Lawyer looks for schools of walleye along long points or gravel bars, particularly those getting hit by the wind. He targets them with jerkbaits, opting for a SPRO McStick on the same tackle he’d use when jerkbaiting for bass. The only difference is the retrieve; he works the bait with hard, rapid jerks rather than letting it pause. 

“We catch plenty of bass doing it, too,” Lawyer said. “We’re not actually targeting them; they just get in the way.” 

Redhorse suckers from small water

Catfish, crappie and walleye are all pretty mainstream, even for a professional bass angler. But Lawyer might be the only touring pro who has a system for targeting redhorse suckers. 

Redhorse suckers might not be the most sought-after sportfish, but Lawyer enjoys catching them out of small Ozark rivers.

The bottom-feeders are plentiful in the small, clear Ozark rivers near Lawyer’s home. During the winter, they tend to group up in deep, slower-moving holes beneath riffles. He targets them with a finesse version of his catfish Carolina rig setup. Using spinning tackle with something in the neighborhood of 15-pound braid, he ties on a 1/4-ounce bullet weight above a leader of 6- to 8-pound fluorocarbon. Noting that suckers are line- and hook-shy, he threads a live nightcrawler onto a Gamakatsu carp hook so that it’s completely covered, then casts it into the hole and sets his rod in a rod-holder. While that last step might not seem necessary, he’s found that he gets more bites when he’s not holding his rod. 

“Even if you feel like you’re holding it still, I don’t know if it doesn’t move as natural with the current or what, but I’ve found you’re a lot better off just sticking it in a pole-holder,” Lawyer said. 

That method catches him not only suckers — which typically weigh 1 to 4 pounds but can get up to about 8 — but plenty of buffalo, carp and drum, as well; a 15- to 20-pound carp making for a fun surprise on spinning tackle.
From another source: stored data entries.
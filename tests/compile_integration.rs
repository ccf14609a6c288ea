//! Integration tests for compiling schemas end to end.
//!
//! These tests drive the public `Compiler` over whole inputs and check the
//! linked model and the recorded diagnostics.

use pretty_assertions::assert_eq;
use tabula::prelude::*;
use tabula::schema::model::FieldType;

fn compile(inputs: &[(&str, &str)]) -> Compilation {
    let mut compiler = Compiler::new();
    for (fname, src) in inputs {
        compiler.parse_str(fname, src);
    }
    compiler.compile()
}

fn error_texts(comp: &Compilation) -> Vec<String> {
    comp.diag.errors().map(|m| m.text.clone()).collect()
}

const COMPANY_USER: &str = "\
struct company { field name text; field id int rowid; };
struct user { field cid:company.id int; field company struct cid; field name text; };
";

/// Test the basic foreign reference and alias scenario
#[test]
fn test_company_user_links() {
    let comp = compile(&[("db.ort", COMPANY_USER)]);
    assert!(comp.ok, "{:?}", comp.diag.messages());
    assert_eq!(comp.diag.error_count(), 0);

    let m = &comp.model;
    let company = m.find_struct("company").unwrap();
    let user = m.find_struct("user").unwrap();

    let cid = m.find_field(user, "cid").unwrap();
    let target = m[cid].target().unwrap();
    assert_eq!(m.qualified_name(target), "company.id");

    let nested = m.find_field(user, "company").unwrap();
    assert_eq!(m[nested].ty, FieldType::Struct);
    assert_eq!(m.nested_struct(nested), Some(company));

    let aliases: Vec<_> = m[user].aliases.keys().cloned().collect();
    assert_eq!(aliases, vec!["company".to_string()]);
    assert_eq!(m[user].alias("company"), Some("_a"));
}

/// Test that counts and field flags match the declarations
#[test]
fn test_declarations_are_preserved() {
    let src = "\
        enum state { item active; item banned 5; };\n\
        bits perms { item read 0; item write 1; };\n\
        struct acct {\n\
          field id int rowid;\n\
          field email email unique;\n\
          field nick text null noexport;\n\
          field state enum state;\n\
          field perms bits perms;\n\
        };";
    let comp = compile(&[("decl.ort", src)]);
    assert!(comp.ok, "{:?}", comp.diag.messages());

    let m = &comp.model;
    assert_eq!((m.structs.len(), m.enums.len(), m.bitfields.len()), (1, 1, 1));

    let acct = m.find_struct("acct").unwrap();
    let flags: Vec<_> = m[acct]
        .fields
        .iter()
        .map(|&f| (m[f].name.as_str(), m[f].ty, m[f].rowid, m[f].unique, m[f].nullable, m[f].noexport))
        .collect();
    assert_eq!(
        flags,
        vec![
            ("id", FieldType::Int, true, false, false, false),
            ("email", FieldType::Email, false, true, false, false),
            ("nick", FieldType::Text, false, false, true, true),
            ("state", FieldType::Enum, false, false, false, false),
            ("perms", FieldType::Bitfield, false, false, false, false),
        ]
    );
}

// ==================== Forward Reference Tests ====================

/// Test a reference to a struct declared later in the same input
#[test]
fn test_forward_reference_in_one_input() {
    let src = "\
        struct user { field cid:company.id int; field company struct cid; field name text; };\n\
        struct company { field name text; field id int rowid; };";
    let comp = compile(&[("fwd.ort", src)]);
    assert!(comp.ok, "{:?}", comp.diag.messages());
}

/// Test a reference to a struct declared in a later input
#[test]
fn test_forward_reference_across_inputs() {
    let comp = compile(&[
        ("user.ort", "struct user { field id int rowid; field cid:company.id int; };"),
        ("company.ort", "struct company { field id int rowid; };"),
    ]);
    assert!(comp.ok, "{:?}", comp.diag.messages());
    assert_eq!(comp.model.fnames, vec!["user.ort", "company.ort"]);
}

/// Test an unknown reference target
#[test]
fn test_unresolved_reference() {
    let comp = compile(&[("bad.ort", "struct user { field id int rowid; field cid:company.id int; };")]);
    assert!(!comp.ok);
    assert_eq!(comp.diag.error_count(), 1);
}

// ==================== Recursion Tests ====================

/// Test a struct nesting itself
#[test]
fn test_direct_recursion_rejected() {
    let src = "struct a { field id int rowid; field x:a.id int; field a struct x; };";
    let comp = compile(&[("self.ort", src)]);
    assert!(!comp.ok);
    assert_eq!(error_texts(&comp), vec!["contains recursive references"]);
}

/// Test a cycle through an intermediate struct
#[test]
fn test_indirect_recursion_rejected() {
    let src = "\
        struct a { field id int rowid; field bid:b.id int; field b struct bid; };\n\
        struct b { field id int rowid; field cid:c.id int; field c struct cid; };\n\
        struct c { field id int rowid; field aid:a.id int; field a struct aid; };";
    let comp = compile(&[("cycle.ort", src)]);
    assert!(!comp.ok);
    assert_eq!(error_texts(&comp), vec!["contains recursive references"]);
    // Aliases are never assigned to a recursive graph.
    assert!(comp.model.structs.iter().all(|s| s.aliases.is_empty()));
}

// ==================== Alias Tests ====================

/// Test distinct dotted paths to one target get distinct aliases
#[test]
fn test_distinct_paths_get_distinct_aliases() {
    let src = "\
        struct user { field id int rowid; field name text; };\n\
        struct msg {\n\
          field id int rowid;\n\
          field sid:user.id int; field sender struct sid;\n\
          field rid:user.id int; field recipient struct rid;\n\
          field cid:user.id int; field copy struct cid;\n\
          list sender.name, recipient.name: name pair;\n\
        };";
    let first = compile(&[("msg.ort", src)]);
    let second = compile(&[("msg.ort", src)]);
    assert!(first.ok, "{:?}", first.diag.messages());

    let m = &first.model;
    let msg = m.find_struct("msg").unwrap();
    let table: Vec<_> = m[msg].aliases.iter().map(|(k, v)| (k.clone(), v.to_string())).collect();
    assert_eq!(
        table,
        vec![
            ("sender".to_string(), "_a".to_string()),
            ("recipient".to_string(), "_b".to_string()),
            ("copy".to_string(), "_c".to_string()),
        ]
    );

    let again = second.model.find_struct("msg").unwrap();
    assert_eq!(m[msg].aliases, second.model[again].aliases);

    let terms: Vec<_> = m.searches[0].terms.iter().map(|t| t.path.alias.as_deref()).collect();
    assert_eq!(terms, vec![Some("_a"), Some("_b")]);
}

// ==================== Ordering Tests ====================

/// Test that referenced structs sort below the structs nesting them
#[test]
fn test_height_ordering() {
    let src = "\
        struct post { field id int rowid; field uid:user.id int; field author struct uid; };\n\
        struct tag { field id int rowid; };\n\
        struct user { field id int rowid; field cid:company.id int; field company struct cid; };\n\
        struct company { field id int rowid; };";
    let comp = compile(&[("h.ort", src)]);
    assert!(comp.ok, "{:?}", comp.diag.messages());

    let m = &comp.model;
    for &fid in m.structs.iter().flat_map(|s| &s.fields) {
        if let Some(target) = m.nested_struct(fid) {
            assert!(m[target].height < m[m[fid].parent].height);
        }
    }
    let names: Vec<_> = m.ordered_structs().iter().map(|&s| m[s].name.to_string()).collect();
    assert_eq!(names, vec!["tag", "company", "user", "post"]);
}

// ==================== Validation Tests ====================

/// Test that like on an integer field is rejected
#[test]
fn test_like_on_integer_rejected() {
    let src = "struct user { field id int rowid; field age int; list age like; };";
    let comp = compile(&[("like.ort", src)]);
    assert!(!comp.ok);
    assert_eq!(error_texts(&comp), vec!["LIKE operator on non-textual field."]);
}

/// Test that identical unique sets are reported once
#[test]
fn test_duplicate_unique_rejected() {
    let src = "\
        struct user {\n\
          field id int rowid; field a int; field b int;\n\
          unique a, b;\n\
          unique b, a;\n\
        };";
    let comp = compile(&[("u.ort", src)]);
    assert!(!comp.ok);
    let errors: Vec<_> = comp.diag.errors().map(|m| m.to_string()).collect();
    assert_eq!(errors.len(), 1);
    assert!(errors[0].starts_with("u.ort:4:"), "{errors:?}");
    assert!(errors[0].contains("duplicate unique statements: u.ort:3:"), "{errors:?}");
}

const ROLES: &str = "roles { role user { role admin; }; role guest; };\n";

fn with_grant(roles: &str) -> String {
    format!(
        "{ROLES}struct item {{\n\
           field id int rowid;\n\
           search id: name byid;\n\
           roles {roles} {{ search byid; }};\n\
         }};"
    )
}

/// Test granting one operation twice to the same role
#[test]
fn test_duplicate_grant_rejected() {
    let comp = compile(&[("g.ort", &with_grant("guest, guest"))]);
    assert_eq!(error_texts(&comp), vec!["duplicate operation role"]);
}

/// Test granting one operation to a role and its ancestor
#[test]
fn test_overlapping_grant_rejected() {
    let comp = compile(&[("g.ort", &with_grant("admin, user"))]);
    assert_eq!(error_texts(&comp), vec!["overlapping role: admin, user"]);
}

/// Test granting one operation to unrelated roles
#[test]
fn test_unrelated_grants_accepted() {
    let comp = compile(&[("g.ort", &with_grant("admin, guest"))]);
    assert!(comp.ok, "{:?}", comp.diag.messages());
    assert_eq!(comp.diag.error_count(), 0);
}

/// Test that errors from several clauses all surface in one run
#[test]
fn test_errors_accumulate() {
    let src = "\
        struct user {\n\
          field id int rowid;\n\
          field a blah;\n\
          field b int limit zz 3;\n\
          field c text;\n\
        };";
    let comp = compile(&[("many.ort", src)]);
    assert!(!comp.ok);
    assert!(comp.diag.error_count() >= 2, "{:?}", comp.diag.messages());
    // Parsing resumed after both bad fields.
    let user = comp.model.find_struct("user").unwrap();
    assert!(comp.model.find_field(user, "c").is_some());
}

/// Test the failure result carries every error
#[test]
fn test_compile_failed_result() {
    let mut compiler = Compiler::new();
    compiler.parse_str("like.ort", "struct user { field id int rowid; field age int; list age like; };");
    let err = compiler.finish().unwrap_err();
    match &err {
        SchemaError::CompileFailed { count, errors } => {
            assert_eq!(*count, 1);
            assert_eq!(errors[0].to_string(), "like.ort:1:55: error: LIKE operator on non-textual field.");
        }
        other => panic!("unexpected error: {other}"),
    }
}

// ==================== Output Tests ====================

/// Test that a written model compiles back to the same text
#[test]
fn test_written_model_recompiles() {
    let src = format!("{ROLES}{COMPANY_USER}");
    let comp = compile(&[("db.ort", &src)]);
    assert!(comp.ok, "{:?}", comp.diag.messages());

    let text = write_model(&comp.model);
    let again = compile(&[("db.ort", &text)]);
    assert!(again.ok, "{text}\n{:?}", again.diag.messages());
    assert_eq!(write_model(&again.model), text);
}

/// Test the per-role audit over a compiled model
#[test]
fn test_audit_report() {
    let src = format!(
        "{ROLES}\
         struct item {{\n\
           field id int rowid;\n\
           field secret text noexport;\n\
           search id: name byid;\n\
           roles user {{ search byid; }};\n\
         }};"
    );
    let comp = compile(&[("a.ort", &src)]);
    assert!(comp.ok, "{:?}", comp.diag.messages());

    let report = audit(&comp.model, "admin").unwrap();
    let item = &report.structs[0];
    assert_eq!(item.searches, vec!["item_get_byid".to_string()]);
    let exported: Vec<_> = item.data.iter().map(|f| (f.field.as_str(), f.export)).collect();
    assert_eq!(exported, vec![("id", true), ("secret", false)]);

    let json = serde_json::to_value(&report).unwrap();
    assert_eq!(json["role"], "admin");

    assert!(matches!(
        audit(&comp.model, "nobody"),
        Err(SchemaError::UnknownRole { .. })
    ));
}

/// Test the model serializes for generators
#[test]
fn test_model_json() {
    let comp = compile(&[("db.ort", COMPANY_USER)]);
    let json: serde_json::Value = serde_json::from_str(&comp.model.to_json().unwrap()).unwrap();
    assert_eq!(json["structs"].as_array().unwrap().len(), 2);
}

// ==================== Diff Tests ====================

/// Test a schema change across inputs split over several files
#[test]
fn test_diff_between_versions() {
    let from = compile(&[("db.ort", COMPANY_USER)]);
    let into = compile(&[
        ("company.ort", "struct company { field name text unique; field id int rowid; };"),
        (
            "user.ort",
            "struct user { field cid:company.id int; field company struct cid; \
             field email email; search email: name byemail; };",
        ),
    ]);
    assert!(from.ok && into.ok, "{:?}", into.diag.messages());

    let d = diff(&from.model, &into.model);
    let lines: Vec<_> = d.changes.iter().map(ToString::to_string).collect();
    assert_eq!(
        lines,
        vec![
            "changed flags of field company.name: [] -> [unique]",
            "added field user.email",
            "removed field user.name",
            "added function user_get_byemail",
        ]
    );
    assert_eq!(d.summary(), "2 added, 1 removed, 1 modified");
    assert!(diff(&into.model, &into.model).is_empty());
}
Lawyer has found fishing a small river to be a fun way to spend an especially cold winter day — the moving water won’t freeze, spinning tackle handles better than casting in icy conditions and he can sit in his truck or somewhere warm and wait for a rod to double over. 

So, even if it’s been a little while since he last spent time targeting largemouth, you can bet Lawyer won’t be rusty when the Bass Pro Tour kicks off its 2025 season on Lake Conroe in late January.